====== DATASET ======
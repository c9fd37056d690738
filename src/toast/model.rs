use std::time::Duration;

use uuid::Uuid;

use crate::config::ToastConfig;

#[derive(Debug, Clone, Copy, PartialEq, Eq, Hash)]
pub struct ToastId(Uuid);

impl ToastId {
    pub fn new() -> Self {
        Self(Uuid::new_v4())
    }
}

impl Default for ToastId {
    fn default() -> Self {
        Self::new()
    }
}

impl std::fmt::Display for ToastId {
    fn fmt(&self, f: &mut std::fmt::Formatter<'_>) -> std::fmt::Result {
        std::fmt::Display::fmt(&self.0, f)
    }
}

/// Screen edge a toast slides in from.
#[derive(Debug, Clone, Copy, PartialEq, Eq, Default)]
pub enum ToastEdge {
    #[default]
    Top,
    Bottom,
}

#[derive(Debug, Clone, Copy, PartialEq, Eq)]
pub enum SwipeDirection {
    Any,
    /// Only toward the edge the toast came from (up for `Top`).
    TowardEdge,
}

impl SwipeDirection {
    /// Whether a vertical drag of `delta` points may move the toast.
    /// Positive `delta` points down.
    pub fn permits(self, delta: f64, edge: ToastEdge) -> bool {
        match (self, edge) {
            (SwipeDirection::Any, _) => true,
            (SwipeDirection::TowardEdge, ToastEdge::Top) => delta <= 0.0,
            (SwipeDirection::TowardEdge, ToastEdge::Bottom) => delta >= 0.0,
        }
    }
}

/// Ways a toast may be closed by the user or by time.
#[derive(Debug, Clone, Copy, PartialEq)]
pub enum Dismissable {
    Tap,
    LongPress,
    Time(Duration),
    Swipe(SwipeDirection),
}

#[derive(Debug, Clone, PartialEq)]
pub struct Toast {
    pub id: ToastId,
    pub title: String,
    pub edge: ToastEdge,
    pub dismissables: Vec<Dismissable>,
    /// Keep other visible toasts when this one shows.
    pub allow_overlap: bool,
}

impl Toast {
    /// Plain text toast: auto-closes after `display_time_ms`, swipe toward
    /// its edge to close early.
    pub fn text(title: impl Into<String>, config: &ToastConfig) -> Self {
        Self {
            id: ToastId::new(),
            title: title.into(),
            edge: ToastEdge::Top,
            dismissables: vec![
                Dismissable::Time(config.display_time()),
                Dismissable::Swipe(SwipeDirection::TowardEdge),
            ],
            allow_overlap: config.allow_overlap,
        }
    }

    pub fn with_edge(mut self, edge: ToastEdge) -> Self {
        self.edge = edge;
        self
    }

    pub fn with_dismissables(mut self, dismissables: Vec<Dismissable>) -> Self {
        self.dismissables = dismissables;
        self
    }

    pub fn with_overlap(mut self, allow_overlap: bool) -> Self {
        self.allow_overlap = allow_overlap;
        self
    }

    /// First `Time` dismissable, if any.
    pub fn display_time(&self) -> Option<Duration> {
        self.dismissables.iter().find_map(|d| match d {
            Dismissable::Time(duration) => Some(*duration),
            _ => None,
        })
    }

    pub fn closes_on_tap(&self) -> bool {
        self.dismissables.contains(&Dismissable::Tap)
    }

    pub fn closes_on_long_press(&self) -> bool {
        self.dismissables.contains(&Dismissable::LongPress)
    }

    pub fn is_swipeable(&self) -> bool {
        self.dismissables
            .iter()
            .any(|d| matches!(d, Dismissable::Swipe(_)))
    }

    /// True if some `Swipe` dismissable lets a drag of `delta` move the toast.
    pub fn permits_drag(&self, delta: f64) -> bool {
        self.dismissables.iter().any(|d| match d {
            Dismissable::Swipe(direction) => direction.permits(delta, self.edge),
            _ => false,
        })
    }
}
======
TASK ITEM.
Where the string "Clone" appears in a line of the listing, copy that line.

TASK OUTPUT.
#[derive(Debug, Clone, Copy, PartialEq, Eq, Hash)]
#[derive(Debug, Clone, Copy, PartialEq, Eq, Default)]
#[derive(Debug, Clone, Copy, PartialEq, Eq)]
#[derive(Debug, Clone, Copy, PartialEq)]
#[derive(Debug, Clone, PartialEq)]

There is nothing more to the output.